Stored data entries
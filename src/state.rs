//! Orchestration context / 编排上下文
//!
//! One explicitly constructed context per process owns every shared
//! component: configuration, engine registry, crawl cache, magnet
//! resolver, manager and mediator. Components receive what they need
//! through this object; there are no ambient singletons.
//! 每进程一个显式构造的上下文，持有全部共享组件，无环境单例。

use std::sync::Arc;

use crate::config::SearchConfig;
use crate::engines::EngineRegistry;
use crate::search::crawl_cache::CrawlCache;
use crate::search::magnet::{HttpMagnetResolver, MagnetResolver};
use crate::search::manager::SearchManager;
use crate::search::mediator::SearchMediator;

pub struct SearchContext {
    config: SearchConfig,
    engines: Arc<EngineRegistry>,
    crawl_cache: Arc<CrawlCache>,
    magnet_resolver: Arc<dyn MagnetResolver>,
    manager: Arc<SearchManager>,
    mediator: Arc<SearchMediator>,
}

impl SearchContext {
    /// Build a context with the default HTTP magnet resolver. Must run
    /// inside a tokio runtime. / 使用默认磁力解析器构建，需在运行时内调用。
    pub fn new(config: SearchConfig) -> Self {
        let resolver = Arc::new(HttpMagnetResolver::new(config.magnet_gateway.clone()));
        Self::with_resolver(config, resolver)
    }

    /// Build a context with a custom magnet resolver / 使用自定义解析器构建
    pub fn with_resolver(config: SearchConfig, magnet_resolver: Arc<dyn MagnetResolver>) -> Self {
        let engines = Arc::new(EngineRegistry::new());
        let crawl_cache = Arc::new(CrawlCache::new());
        let (manager, events) = SearchManager::new(config.worker_threads);
        let manager = Arc::new(manager);
        let mediator =
            SearchMediator::new(config.clone(), engines.clone(), manager.clone(), events);
        tracing::info!(
            workers = config.worker_threads,
            version = crate::VERSION,
            "search context initialized"
        );
        Self {
            config,
            engines,
            crawl_cache,
            magnet_resolver,
            manager,
            mediator,
        }
    }

    pub fn config(&self) -> &SearchConfig {
        &self.config
    }

    /// Engine registration happens here after construction; factories may
    /// capture the crawl cache and magnet resolver. / 构建后在此注册引擎。
    pub fn engines(&self) -> &Arc<EngineRegistry> {
        &self.engines
    }

    pub fn crawl_cache(&self) -> &Arc<CrawlCache> {
        &self.crawl_cache
    }

    pub fn magnet_resolver(&self) -> &Arc<dyn MagnetResolver> {
        &self.magnet_resolver
    }

    pub fn manager(&self) -> &Arc<SearchManager> {
        &self.manager
    }

    pub fn mediator(&self) -> &Arc<SearchMediator> {
        &self.mediator
    }

    /// 清空抓取缓存
    pub fn clear_crawl_cache(&self) {
        self.crawl_cache.clear();
        tracing::info!("crawl cache cleared");
    }

    /// Total cached child results / 缓存的子结果总数
    pub fn cached_torrents(&self) -> u64 {
        self.crawl_cache.size()
    }

    /// 进程退出时调用一次
    pub async fn shutdown(&self) {
        self.mediator.shutdown().await;
    }
}

#[cfg(test)]
mod tests {
    use super::*;
    use crate::search::schema::{SearchQuery, INVALID_TOKEN};
    use crate::search::DisplaySurface;
    use std::collections::HashSet;

    struct NullSurface;

    impl DisplaySurface for NullSurface {
        fn add_result(&self, _token: u64, _result: crate::search::DisplayResult) {}
        fn mark_idle(&self, _token: u64) {}
        fn active_tokens(&self) -> HashSet<u64> {
            HashSet::new()
        }
    }

    #[tokio::test]
    async fn test_context_wiring() {
        let context = SearchContext::new(SearchConfig::default());
        assert_eq!(context.cached_torrents(), 0);
        assert!(context.engines().all().is_empty());

        let token = context
            .mediator()
            .trigger_search(&SearchQuery::new("ab"), std::sync::Arc::new(NullSurface))
            .unwrap();
        assert_eq!(token, INVALID_TOKEN);

        context.shutdown().await;
    }

    #[tokio::test]
    async fn test_cache_operator_surface() {
        let context = SearchContext::new(SearchConfig::default());
        context.crawl_cache().put(
            "abc",
            vec![crate::search::RawResult {
                display_name: "x".to_string(),
                source: "mock".to_string(),
                detail_url: String::new(),
                kind: crate::search::ResultKind::Plain,
            }],
        );
        assert_eq!(context.cached_torrents(), 1);
        context.clear_crawl_cache();
        assert_eq!(context.cached_torrents(), 0);
    }
}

*Exercise objective*
All lines above containing the string "await": copy each one.

*Answer to the problem*
        self.mediator.shutdown().await;
        context.shutdown().await;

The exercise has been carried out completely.